Site Reliability Engineering and the Art of Improvisation – The New Stack


Matt davis

Matt is a Senior Infrastructure Engineer at Blameless. His expertise includes data center operations, storage hardware and distributed databases, IT security, site reliability, support services, observability systems and TechOps leadership. A graduate in musical interpretation and composition, he is passionate about exploring the relationships between the artistic spirit and the exploitation of distributed software architectures.

Site Reliability Engineering (SRE) is based on orchestration and improvisation. Developing a great SRE practice means a deep understanding of the technical infrastructure, but also the confidence to trust your gut and just start scrambling.

I host a weekly continuous learning session at Blameless which takes its title from the traditional Indonesian orchestra: the Gamelan (pronounced “gah-meh-lahn”). This orchestra is mainly composed of percussion, many tuned gongs and mallets, a few string and wind instruments, usually a male or female singer, all brought together by the rhythm and the writing of improvised songs.

You see, a key part of gamelan is that the music is written by the band as it is practiced, with the belief that the music must grow and change. As they meet, the members continually develop new versions of the songs each time they play. Practices start to look like performances and vice versa.
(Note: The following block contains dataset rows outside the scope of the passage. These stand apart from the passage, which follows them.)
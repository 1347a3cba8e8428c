//! CLI command implementations

use crate::grammar_source::GrammarSource;
use crate::output::{self, OutputFormat, Report};
use crate::CliError;
use anyhow::Result;
use clap::{Args, Parser, Subcommand};
use sandhi_api::{Config, ConfigBuilder, Processor};
use std::io;
use std::path::PathBuf;

pub mod analyze;
pub mod conjugate;
pub mod decline;
pub mod join;
pub mod list;
pub mod samasa;
pub mod split;
pub mod validate;

/// Sanskrit sandhi, sandhi-viched and word analysis
#[derive(Debug, Parser)]
#[command(name = "sandhi", version, about, long_about = None)]
pub struct Cli {
    #[command(flatten)]
    pub global: GlobalArgs,

    #[command(subcommand)]
    pub command: Commands,
}

impl Cli {
    /// Run the selected command
    pub fn execute(&self) -> Result<()> {
        self.global.init_logging();
        log::debug!("Arguments: {:?}", self);

        match &self.command {
            Commands::Join(args) => args.execute(&self.global),
            Commands::Split(args) => args.execute(&self.global),
            Commands::Analyze(args) => args.execute(&self.global),
            Commands::Samasa(args) => args.execute(&self.global),
            Commands::Conjugate(args) => args.execute(&self.global),
            Commands::Decline(args) => args.execute(&self.global),
            Commands::Validate(args) => args.execute(&self.global),
            Commands::List { subcommand } => list::execute(subcommand, &self.global),
        }
    }
}

/// Flags shared by every command
#[derive(Debug, Args)]
pub struct GlobalArgs {
    /// Grammar file to use instead of the built-in one
    #[arg(long, global = true, value_name = "FILE", env = "SANDHI_GRAMMAR")]
    pub grammar: Option<PathBuf>,

    /// Output format
    #[arg(short, long, global = true, value_enum, default_value = "text")]
    pub format: OutputFormat,

    /// Increase verbosity
    #[arg(short, long, global = true, action = clap::ArgAction::Count)]
    pub verbose: u8,

    /// Suppress log output
    #[arg(short, long, global = true)]
    pub quiet: bool,
}

impl GlobalArgs {
    /// Initialize logging based on verbosity level
    fn init_logging(&self) {
        let log_level = match self.verbose {
            0 => "warn",
            1 => "info",
            2 => "debug",
            _ => "trace",
        };

        if !self.quiet {
            let _ = env_logger::Builder::from_env(
                env_logger::Env::default().default_filter_or(log_level),
            )
            .try_init();
        }
    }

    pub fn grammar_source(&self) -> GrammarSource {
        GrammarSource::from_option(self.grammar.as_deref())
    }

    /// Build a processor, letting the command adjust its configuration first
    pub fn processor_with(
        &self,
        configure: impl FnOnce(ConfigBuilder) -> ConfigBuilder,
    ) -> Result<Processor> {
        let source = self.grammar_source();
        log::info!("Using grammar: {}", source.display_name());

        let config = configure(source.configure(Config::builder()))
            .build()
            .map_err(CliError::from)?;
        Ok(Processor::with_config(config).map_err(CliError::from)?)
    }

    pub fn processor(&self) -> Result<Processor> {
        self.processor_with(|builder| builder)
    }

    /// Print a report to stdout in the selected format
    pub fn emit<R: Report>(&self, report: &R) -> Result<()> {
        output::emit(report, self.format, io::stdout().lock())
    }
}

/// Available CLI commands
#[derive(Debug, Subcommand)]
pub enum Commands {
    /// Merge two words at their boundary
    Join(join::JoinArgs),

    /// List the ways a word can be split at a sandhi junction
    Split(split::SplitArgs),

    /// Decompose words into prefix, stem, root and suffix
    Analyze(analyze::AnalyzeArgs),

    /// Form a compound from two members
    Samasa(samasa::SamasaArgs),

    /// Print a verb paradigm
    Conjugate(conjugate::ConjugateArgs),

    /// Print a noun paradigm
    Decline(decline::DeclineArgs),

    /// Validate a grammar file
    Validate(validate::ValidateArgs),

    /// List available components
    List {
        #[command(subcommand)]
        subcommand: ListCommands,
    },
}

/// List subcommands
#[derive(Debug, Clone, Copy, Subcommand)]
pub enum ListCommands {
    /// Compound kinds accepted by `samasa --kind`
    Kinds,

    /// Rules of the active grammar
    Rules,

    /// Tenses and moods accepted by `conjugate --lakara`
    Lakaras,
}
It’s a bit like improvising jazz, where the concert is just another time to come together and play.

Here are some of the ways we transform and evolve our understanding during these sessions:

  • Presentations of observability toolsets, aka “Morning Vistas”: What do you observe when you open the laptop to start the day and examine the operational landscape? This offers new perspectives on how our colleagues approach their regular work.
  • Decision requirements table building, for example the most difficult decisions encountered during on-call or live maintenance of our Kubernetes clusters. These help us think about how we can make improvements to help stakeholders make decisions under duress.
  • Team knowledge elicitation, like deeper views of NGINX Ingress logging or attempting a dependency matrix for our critical path. It is very useful to extract some of this juicy knowledge from the brains of our experts.
  • Ask the question “Why do we have custody?” “ share mental models of how different people in the company perceive and engage with it. We learn about everyone’s expectations, how we might alleviate fears of being on call for the first time.
  • Spin the wheel of expertise! alias “Who? What? Where? ”Here we explore our tech stack and our services through gameplay, asking each person to spin the wheel and asking them to show us firsthand how they would come up with the answer, or how it would escalate. if she just didn’t know.
The wheel of expertise

Spin the wheel of expertise

What we have created at Blameless is a learning opportunity and a time to come together collaboratively to share mental models and tell stories about different areas of the system in a safe and pressure-free way so that we can continue to learn. . In this way, incidents are also just another time we can apply our powers of intuition because we have practiced techniques to resolve them. Specifically, we call it “The practice of the practice,” which is the experience we take in when we actually practice our craft – improvisation, production, incidents.

My motto has sometimes been that it doesn’t matter what we do together as long as we do it together. Regardless of the participation, discussions always immerse in shared perspectives and provide a safe space for participants to explore things without fear of the judgment or anxiety associated with an incident. It is impossible for one person to know all the complexity of networked software, so it becomes essential to know where to find the expertise and how to learn from the practice instead of trying to follow hastily revised prescriptions or runbooks. .

One of my favorite things about managing these learning opportunities is seeing participants use aspects of their regular work as we answer questions or explore one user interface or another. This allows others to glance at the mental models of their colleagues. What may seem like mundane and mundane tasks to one can enlighten another’s understanding, or even lead others to embellish their own models and styles of work.

Socio-technical praxis

Our themes and agendas are somewhat loose but usually planned out, so we don’t just look at each other. However, sometimes we have to adapt. A session occurred on the same day as a major vendor outage that disabled our ability to use part of our own UI to support that day’s game. So we pivoted, and it became a session with two of our experts on the subject of vendor failure, which in this case was root CAs and SSL / TLS.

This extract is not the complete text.